━━━━━ EXERCISE MATERIALS

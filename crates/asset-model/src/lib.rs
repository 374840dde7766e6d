pub mod error;
pub mod field;
pub mod finding;
pub mod numeric;
pub mod record;
pub mod table;

pub use error::{ModelError, Result};
pub use field::{FieldDescriptor, FieldKey, all_fields};
pub use finding::{Severity, ValidationFinding, ValidationReport};
pub use numeric::parse_leading_int;
pub use record::{AssetStatus, DEFAULT_CIA_SCORE, FieldValue, ImportedRecord};
pub use table::{ColumnProfile, RawTable, SAMPLE_ROWS, cell, mapped_columns};
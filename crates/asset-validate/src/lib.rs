//! Validation for mapped asset import rows.
//!
//! [`validate`] produces an ordered [`ValidationReport`]:
//!
//! 1. one `row: 0` error per required field with no mapped column;
//! 2. per data row in order, per mapped column in index order, every cell
//!    rule that fires.
//!
//! The import may proceed only when the report has no errors
//! ([`can_proceed`]). Warnings never block.

#![deny(unsafe_code)]

pub mod checks;
pub mod issue;

use asset_model::{ColumnProfile, RawTable, ValidationReport, cell, mapped_columns};
use tracing::{debug, info};

pub use checks::score::{MAX_SCORE, MIN_SCORE};
pub use issue::Issue;

/// Offset from a zero-based data row index to the reported row number
/// (one for the header line, one for one-based numbering).
pub const ROW_NUMBER_OFFSET: usize = 2;

/// Validate `rows` (data rows, header excluded) against the mapped columns.
///
/// Unmapped columns in `columns` are ignored.
pub fn validate(rows: &[Vec<String>], columns: &[ColumnProfile]) -> ValidationReport {
    let mapped = mapped_columns(columns);
    let mut findings: Vec<_> = checks::check_columns(&mapped)
        .into_iter()
        .map(|issue| issue.into_finding(0))
        .collect();

    for (row_idx, row) in rows.iter().enumerate() {
        let row_number = row_idx + ROW_NUMBER_OFFSET;
        for column in &mapped {
            let Some(field) = column.mapped_to else {
                continue;
            };
            for issue in checks::check_cell(field, cell(row, column.index)) {
                findings.push(issue.into_finding(row_number));
            }
        }
    }

    let report = ValidationReport::new(findings);
    info!(
        rows = rows.len(),
        mapped_columns = mapped.len(),
        errors = report.error_count(),
        warnings = report.warning_count(),
        "validated import rows"
    );
    report
}

/// Validate every data row of a parsed table.
pub fn validate_table(table: &RawTable, columns: &[ColumnProfile]) -> ValidationReport {
    validate(&table.rows, columns)
}

/// Gate: true when the report contains no blocking errors.
pub fn can_proceed(report: &ValidationReport) -> bool {
    let proceed = !report.has_errors();
    debug!(proceed, "import gate");
    proceed
}
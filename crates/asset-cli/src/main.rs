//! Asset register import CLI.

use asset_cli::logging::{LogConfig, LogFormat, init_logging};
use clap::{ColorChoice, Parser};
use std::io::{self, IsTerminal};
use tracing::level_filters::LevelFilter;

mod cli;
mod commands;

use crate::cli::{Cli, Command, LogFormatArg, LogLevelArg, ReportFormatArg};
use crate::commands::{run_fields, run_import, run_template};
use asset_cli::summary::{FindingsFormat, print_import_summary};

fn main() {
    let cli = Cli::parse();
    cli.color.write_global();
    let log_config = log_config_from_cli(&cli);
    if let Err(error) = init_logging(&log_config) {
        eprintln!("error: failed to initialize logging: {error}");
        std::process::exit(1);
    }
    let exit_code = match cli.command {
        Command::Import(args) => match run_import(&args) {
            Ok(result) => {
                let format = match args.report_format {
                    ReportFormatArg::Table => FindingsFormat::Table,
                    ReportFormatArg::Json => FindingsFormat::Json,
                };
                print_import_summary(&result, format);
                if result.blocked { 1 } else { 0 }
            }
            Err(error) => {
                eprintln!("error: {error:#}");
                1
            }
        },
        Command::Template(args) => match run_template(&args) {
            Ok(()) => 0,
            Err(error) => {
                eprintln!("error: {error:#}");
                1
            }
        },
        Command::Fields => {
            run_fields();
            0
        }
    };
    std::process::exit(exit_code);
}

/// Build logging configuration from CLI flags with consistent precedence.
fn log_config_from_cli(cli: &Cli) -> LogConfig {
    let level_filter = match cli.log_level {
        Some(LogLevelArg::Error) => LevelFilter::ERROR,
        Some(LogLevelArg::Warn) => LevelFilter::WARN,
        Some(LogLevelArg::Info) => LevelFilter::INFO,
        Some(LogLevelArg::Debug) => LevelFilter::DEBUG,
        Some(LogLevelArg::Trace) => LevelFilter::TRACE,
        None => cli.verbosity.tracing_level_filter(),
    };
    let format = match cli.log_format {
        LogFormatArg::Pretty => LogFormat::Pretty,
        LogFormatArg::Compact => LogFormat::Compact,
        LogFormatArg::Json => LogFormat::Json,
    };
    let mut config = LogConfig::default()
        .with_level(level_filter)
        .with_format(format)
        .with_log_file(cli.log_file.clone())
        .with_log_data(cli.log_data);
    config.use_env_filter = !(cli.verbosity.is_present() || cli.log_level.is_some());
    config.with_ansi = match cli.color.color {
        ColorChoice::Always => true,
        ColorChoice::Never => false,
        ColorChoice::Auto => cli.log_file.is_none() && io::stderr().is_terminal(),
    };
    config
}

━━━━━━━━━━

EXERCISE REQUIREMENTS
Each record must be output word for word.

TASK RESPONSE
filename crates/asset-model/src/lib.rs
repository 374840dde7766e6d
pub mod error;
pub mod field;
pub mod finding;
pub mod numeric;
pub mod record;
pub mod table;

pub use error::{ModelError, Result};
pub use field::{FieldDescriptor, FieldKey, all_fields};
pub use finding::{Severity, ValidationFinding, ValidationReport};
pub use numeric::parse_leading_int;
pub use record::{AssetStatus, DEFAULT_CIA_SCORE, FieldValue, ImportedRecord};
pub use table::{ColumnProfile, RawTable, SAMPLE_ROWS, cell, mapped_columns};
filename crates/asset-validate/src/lib.rs
//! Validation for mapped asset import rows.
//!
//! [`validate`] produces an ordered [`ValidationReport`]:
//!
//! 1. one `row: 0` error per required field with no mapped column;
//! 2. per data row in order, per mapped column in index order, every cell
//!    rule that fires.
//!
//! The import may proceed only when the report has no errors
//! ([`can_proceed`]). Warnings never block.

#![deny(unsafe_code)]

pub mod checks;
pub mod issue;

use asset_model::{ColumnProfile, RawTable, ValidationReport, cell, mapped_columns};
use tracing::{debug, info};

pub use checks::score::{MAX_SCORE, MIN_SCORE};
pub use issue::Issue;

/// Offset from a zero-based data row index to the reported row number
/// (one for the header line, one for one-based numbering).
pub const ROW_NUMBER_OFFSET: usize = 2;

/// Validate `rows` (data rows, header excluded) against the mapped columns.
///
/// Unmapped columns in `columns` are ignored.
pub fn validate(rows: &[Vec<String>], columns: &[ColumnProfile]) -> ValidationReport {
    let mapped = mapped_columns(columns);
    let mut findings: Vec<_> = checks::check_columns(&mapped)
        .into_iter()
        .map(|issue| issue.into_finding(0))
        .collect();

    for (row_idx, row) in rows.iter().enumerate() {
        let row_number = row_idx + ROW_NUMBER_OFFSET;
        for column in &mapped {
            let Some(field) = column.mapped_to else {
                continue;
            };
            for issue in checks::check_cell(field, cell(row, column.index)) {
                findings.push(issue.into_finding(row_number));
            }
        }
    }

    let report = ValidationReport::new(findings);
    info!(
        rows = rows.len(),
        mapped_columns = mapped.len(),
        errors = report.error_count(),
        warnings = report.warning_count(),
        "validated import rows"
    );
    report
}

/// Validate every data row of a parsed table.
pub fn validate_table(table: &RawTable, columns: &[ColumnProfile]) -> ValidationReport {
    validate(&table.rows, columns)
}

/// Gate: true when the report contains no blocking errors.
pub fn can_proceed(report: &ValidationReport) -> bool {
    let proceed = !report.has_errors();
    debug!(proceed, "import gate");
    proceed
}
filename crates/asset-cli/src/main.rs
//! Asset register import CLI.

use asset_cli::logging::{LogConfig, LogFormat, init_logging};
use clap::{ColorChoice, Parser};
use std::io::{self, IsTerminal};
use tracing::level_filters::LevelFilter;

mod cli;
mod commands;

use crate::cli::{Cli, Command, LogFormatArg, LogLevelArg, ReportFormatArg};
use crate::commands::{run_fields, run_import, run_template};
use asset_cli::summary::{FindingsFormat, print_import_summary};

fn main() {
    let cli = Cli::parse();
    cli.color.write_global();
    let log_config = log_config_from_cli(&cli);
    if let Err(error) = init_logging(&log_config) {
        eprintln!("error: failed to initialize logging: {error}");
        std::process::exit(1);
    }
    let exit_code = match cli.command {
        Command::Import(args) => match run_import(&args) {
            Ok(result) => {
                let format = match args.report_format {
                    ReportFormatArg::Table => FindingsFormat::Table,
                    ReportFormatArg::Json => FindingsFormat::Json,
                };
                print_import_summary(&result, format);
                if result.blocked { 1 } else { 0 }
            }
            Err(error) => {
                eprintln!("error: {error:#}");
                1
            }
        },
        Command::Template(args) => match run_template(&args) {
            Ok(()) => 0,
            Err(error) => {
                eprintln!("error: {error:#}");
                1
            }
        },
        Command::Fields => {
            run_fields();
            0
        }
    };
    std::process::exit(exit_code);
}

/// Build logging configuration from CLI flags with consistent precedence.
fn log_config_from_cli(cli: &Cli) -> LogConfig {
    let level_filter = match cli.log_level {
        Some(LogLevelArg::Error) => LevelFilter::ERROR,
        Some(LogLevelArg::Warn) => LevelFilter::WARN,
        Some(LogLevelArg::Info) => LevelFilter::INFO,
        Some(LogLevelArg::Debug) => LevelFilter::DEBUG,
        Some(LogLevelArg::Trace) => LevelFilter::TRACE,
        None => cli.verbosity.tracing_level_filter(),
    };
    let format = match cli.log_format {
        LogFormatArg::Pretty => LogFormat::Pretty,
        LogFormatArg::Compact => LogFormat::Compact,
        LogFormatArg::Json => LogFormat::Json,
    };
    let mut config = LogConfig::default()
        .with_level(level_filter)
        .with_format(format)
        .with_log_file(cli.log_file.clone())
        .with_log_data(cli.log_data);
    config.use_env_filter = !(cli.verbosity.is_present() || cli.log_level.is_some());
    config.with_ansi = match cli.color.color {
        ColorChoice::Always => true,
        ColorChoice::Never => false,
        ColorChoice::Auto => cli.log_file.is_none() && io::stderr().is_terminal(),
    };
    config
}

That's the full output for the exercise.